Heat Map menunjukkan persentase perubahan mata uang utama terhadap satu sama lain. Mata uang dasar diambil dari kolom kiri, sedangkan mata uang pembanding diambil dari baris atas. Misalnya, jika Anda memilih Dolar Australia dari kolom kiri dan berpindah sepanjang garis horizontal ke Dolar AS, persentase perubahan yang ditampilkan dalam kotak akan mewakili AUD (dasar)/USD (pembanding).

Sebelumnya pada hari itu, Gubernur RBA Bullock dalam kesaksiannya di hadapan Komite Parlemen menyatakan bahwa inflasi tetap "terlalu tinggi" dan perkembangan terkini menunjukkan bahwa "beberapa risiko kenaikan inflasi tampaknya sedang terwujud" karena risiko di Timur Tengah, seperti yang dilaporkan oleh The Wall Street Journal (WSJ).

Secara terpisah, komentar dari Deputi Gubernur RBA Andrew Hauser mengindikasikan bahwa RBA dapat menaikkan suku bunga lebih lanjut untuk meredam inflasi. "Pertanyaan kuncinya adalah apakah pengetatan moneter sejauh ini akan cukup untuk mengembalikan inflasi ke target dalam waktu yang wajar," kata Hauser.

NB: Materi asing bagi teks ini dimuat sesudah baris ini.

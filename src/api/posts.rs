//! Post API endpoints.

use axum::{
    extract::{Path, Query, State},
    Json,
};

use super::{error, success, ApiResult};
use crate::auth::Author;
use crate::errors::AppError;
use crate::models::{AddCommentRequest, NewPost, PostQuery, PostView, VoteRequest};
use crate::AppState;

/// GET /api/posts - List posts matching the search term and tag selection.
///
/// Query pairs are taken raw so that `tag` may repeat.
pub async fn list_posts(
    State(state): State<AppState>,
    Query(pairs): Query<Vec<(String, String)>>,
) -> ApiResult<Vec<PostView>> {
    let query = PostQuery::from_pairs(pairs);
    let (posts, revision_id) = state.forum.visible_posts(&query.q, &query.tags).await;
    success(posts, revision_id)
}

/// GET /api/posts/:id - Get a single post.
pub async fn get_post(State(state): State<AppState>, Path(id): Path<i64>) -> ApiResult<PostView> {
    match state.forum.get_post(id).await {
        (Some(post), revision_id) => success(post, revision_id),
        (None, revision_id) => error(
            AppError::NotFound(format!("Post {} not found", id)),
            revision_id,
        ),
    }
}

/// POST /api/posts - Create a new post as the current user.
pub async fn create_post(
    State(state): State<AppState>,
    Author(author): Author,
    Json(request): Json<NewPost>,
) -> ApiResult<PostView> {
    if request.title.trim().is_empty() {
        return error(
            AppError::Validation("Title is required".to_string()),
            state.forum.revision().await,
        );
    }

    match state.forum.create_post(request, &author).await {
        Ok((post, revision_id)) => success(post, revision_id),
        Err(e) => error(e, state.forum.revision().await),
    }
}

/// POST /api/posts/:id/vote - Like or dislike a post.
///
/// Voting on an unknown post succeeds with `null` data.
pub async fn vote_post(
    State(state): State<AppState>,
    Path(id): Path<i64>,
    Json(request): Json<VoteRequest>,
) -> ApiResult<Option<PostView>> {
    match state.forum.vote(id, request.direction).await {
        Ok((post, revision_id)) => success(post, revision_id),
        Err(e) => error(e, state.forum.revision().await),
    }
}

/// POST /api/posts/:id/comments - Comment on a post as the current user.
///
/// Commenting on an unknown post succeeds with `null` data.
pub async fn add_comment(
    State(state): State<AppState>,
    Path(id): Path<i64>,
    Author(author): Author,
    Json(request): Json<AddCommentRequest>,
) -> ApiResult<Option<PostView>> {
    match state.forum.add_comment(id, &author, &request.content).await {
        Ok((post, revision_id)) => success(post, revision_id),
        Err(e) => error(e, state.forum.revision().await),
    }
}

Sementara itu, Dolar AS juga diperdagangkan kuat karena para trader telah memperhitungkan setidaknya satu kenaikan suku bunga lagi oleh Federal Reserve (The Fed) tahun ini.

Para ahli strategi di OCBC mencatat bahwa USD "melanjutkan rebound-nya" setelah The Fed menaikkan suku bunga 25 bp dan memberikan "pergeseran naik yang cukup besar dalam dots." Mereka menyoroti bahwa Indeks Dolar AS awalnya "diperdagangkan di sekitar 100 setelah keputusan tersebut tetapi terdorong menuju 100,3 selama konferensi pers Warsh karena imbal hasil UST tenor pendek bergerak lebih tinggi."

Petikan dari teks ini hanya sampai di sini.